After the initial negotiation succeeds, one of the peers can use the data channel⁴. This is exposed as a RTCDataChannel object to JavaScript, both peers will see an instance of this type representing the abstraction over sending/receiving data over network.

The offerer does some chunking, then simply uses the data channel instance it created locally to send data.

    dataChannel = connection.createDataChannel('some channel name');

    . . .

    readAsArrayBufferAsync(chunk).then((arrayBuffer) => {
        dataChannel.send(arrayBuffer);
        console.log('File chunk of size', arrayBuffer.byteLength, 'was sent to peer.');
        return Promise.resolve();
    });

The other peer “sees” the data channel after the initial negotiation succeeds and will receive the data sent on the channel something like the following:

    connection.ondatachannel = (event) => {
        listenForMessages(event.channel);
    };

    . . .

    dataChannel.onmessage = (rtcMessage) => {
    const data = rtcMessage.data;
    console.info('Answerer received RTC message:', data);

    if (data instanceof ArrayBuffer) {
        // process each chunk here ...

        if (fileMetadata.size > totalBytesReceived) {
            return;
        }
        const fileReceived = new Blob(chunks);

        // then do something with the file ...

        return;
    }

    if (data instanceof Blob) { 
        // etc ...
    }

    const payload = JSON.parse(data);
    if (payload.type === 'file-metadata') {
        console.info('Received file metadata for file:', payload.name);
        fileMetadata = {name: payload.name, size: payload.size};
    }

Unlike previously, where the data was sent over an intermediary “signaling” server, in this case the data is directly sent and received by the peers.

Conclusion

The truth is that I also borrowed the idea of using websockets from this other resource of how to set up the signaling part of a WebRTC application, and there are other samples available that accomplish the same thing. So the project itself is not very original.

The motivation behind this post was to describe a demo of web RTC that is relatively easy to set up, but unlike the official samples actually puts two peers in contact over network rather than basically creating two peers in the same webpage (with no actual signaling example in place).

This has proven very useful to begin investigating how to leverage WebRTC for other purposes, including integration with other RTC clients. Expect some more posts on WebRTC in the future.
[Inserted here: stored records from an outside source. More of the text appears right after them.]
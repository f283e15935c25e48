mod failures;
mod naming;
mod progress;

use super::*;
use crate::config::Config;
use crate::format::{ExportFormat, FOLDER_TYPE, NativeKind};
use crate::mirror::test_helpers::{
    FakeContent, FakeFetcher, FakeRemote, file_entry, folder_entry, link_for,
};
use crate::types::TransferState;
use std::time::Duration;
use tempfile::TempDir;
use walkdir::WalkDir;

const TEXT: &str = "text/plain";

/// Config writing under `dest`, with no retry delays and no rate limit
fn test_config(dest: &Path) -> Config {
    let mut config = Config::default();
    config.mirror.destination_dir = dest.to_path_buf();
    config.mirror.shutdown_grace = Duration::from_secs(2);
    config.retry.max_attempts = 0;
    config.rate_limit.requests_per_second = None;
    config
}

fn mirror_with(remote: &FakeRemote, fetcher: &FakeFetcher, config: Config) -> Mirror {
    Mirror::new(config, Box::new(remote.clone()))
        .unwrap()
        .with_link_fetcher(Arc::new(fetcher.clone()))
}

fn mirror(remote: &FakeRemote, temp: &TempDir) -> Mirror {
    mirror_with(remote, &FakeFetcher::new(), test_config(temp.path()))
}

/// A resolved root folder holding `children`
fn root_with(children: Vec<RemoteItem>) -> Arc<RemoteItem> {
    Arc::new(
        RemoteItem::folder("root", "Root")
            .with_children(children.into_iter().map(Arc::new).collect()),
    )
}

/// Paths of all files below `dir`, relative and sorted
fn files_under(dir: &Path) -> Vec<String> {
    let mut out: Vec<String> = WalkDir::new(dir)
        .into_iter()
        .filter_map(|e| e.ok())
        .filter(|e| e.file_type().is_file())
        .map(|e| {
            let relative = e.path().strip_prefix(dir).unwrap();
            relative.to_string_lossy().replace('\\', "/")
        })
        .collect();
    out.sort();
    out
}

/// Everything currently buffered on the receiver
fn drain(rx: &mut broadcast::Receiver<Event>) -> Vec<Event> {
    let mut events = Vec::new();
    while let Ok(event) = rx.try_recv() {
        events.push(event);
    }
    events
}
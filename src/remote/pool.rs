//! One client per worker: a small check-out/check-in pool of forked clients.

use super::RemoteClient;
use crate::error::RemoteError;
use std::ops::{Deref, DerefMut};
use std::sync::atomic::{AtomicUsize, Ordering};
use std::sync::{Arc, Mutex, PoisonError};

struct PoolInner {
    /// Client every other instance is forked from; never handed out
    prototype: Mutex<Box<dyn RemoteClient>>,
    /// Clients returned by finished workers
    idle: Mutex<Vec<Box<dyn RemoteClient>>>,
    /// Number of clients forked so far
    forked: AtomicUsize,
}

/// Pool of remote clients, cloneable and shared across tasks
///
/// [`checkout`](Self::checkout) hands out an idle client or forks a new one
/// from the prototype. Dropping the returned [`PooledClient`] puts the client
/// back, so the pool never grows beyond the peak number of concurrent users.
#[derive(Clone)]
pub struct ClientPool {
    inner: Arc<PoolInner>,
}

impl ClientPool {
    /// Create a pool around a prototype client
    pub fn new(prototype: Box<dyn RemoteClient>) -> Self {
        Self {
            inner: Arc::new(PoolInner {
                prototype: Mutex::new(prototype),
                idle: Mutex::new(Vec::new()),
                forked: AtomicUsize::new(0),
            }),
        }
    }

    /// Check out a client for exclusive use
    pub fn checkout(&self) -> Result<PooledClient, RemoteError> {
        let reused = self
            .inner
            .idle
            .lock()
            .unwrap_or_else(PoisonError::into_inner)
            .pop();

        let client = match reused {
            Some(client) => client,
            None => {
                let prototype = self
                    .inner
                    .prototype
                    .lock()
                    .unwrap_or_else(PoisonError::into_inner);
                let client = prototype.fork()?;
                let forked = self.inner.forked.fetch_add(1, Ordering::Relaxed) + 1;
                tracing::debug!(forked, "Forked remote client");
                client
            }
        };

        Ok(PooledClient {
            client: Some(client),
            pool: self.inner.clone(),
        })
    }

    /// Clients currently waiting in the pool
    pub fn idle_count(&self) -> usize {
        self.inner
            .idle
            .lock()
            .unwrap_or_else(PoisonError::into_inner)
            .len()
    }

    /// Clients forked over the pool's lifetime
    pub fn forked_count(&self) -> usize {
        self.inner.forked.load(Ordering::Relaxed)
    }
}

/// A checked-out client; returns to its pool on drop
pub struct PooledClient {
    client: Option<Box<dyn RemoteClient>>,
    pool: Arc<PoolInner>,
}

impl Deref for PooledClient {
    type Target = dyn RemoteClient;

    fn deref(&self) -> &Self::Target {
        match &self.client {
            Some(client) => client.as_ref(),
            None => unreachable!("client is only taken on drop"),
        }
    }
}

impl DerefMut for PooledClient {
    fn deref_mut(&mut self) -> &mut Self::Target {
        match &mut self.client {
            Some(client) => client.as_mut(),
            None => unreachable!("client is only taken on drop"),
        }
    }
}

impl Drop for PooledClient {
    fn drop(&mut self) {
        if let Some(client) = self.client.take() {
            self.pool
                .idle
                .lock()
                .unwrap_or_else(PoisonError::into_inner)
                .push(client);
        }
    }
}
This isn’t strictly true, in some network configurations direct peer2peer communication is impossible, and a data relay server is used (see TURN). ↩
The server implementation uses this: https://github.com/theturtle32/WebSocket-Node, I won’t go into details about web sockets here, just know they are a way to allow client/server communication. ↩
On the other hand if you’re ~~a nerd~~ like me and you are developing integrations between browsers and other applications, see here for a high-level breakdown of an SDP document, also the SDP spec. Yes, it is possible to develop an integration from browsers to other RTC clients, but it may require manipulating the SDP document for compatibility purposes. ↩
You can tell whether it succeed by observing the iceconnectionstatechanged event on the peer connection instances, when this transitions to connected or completed the local peer has connected to the remote. ↩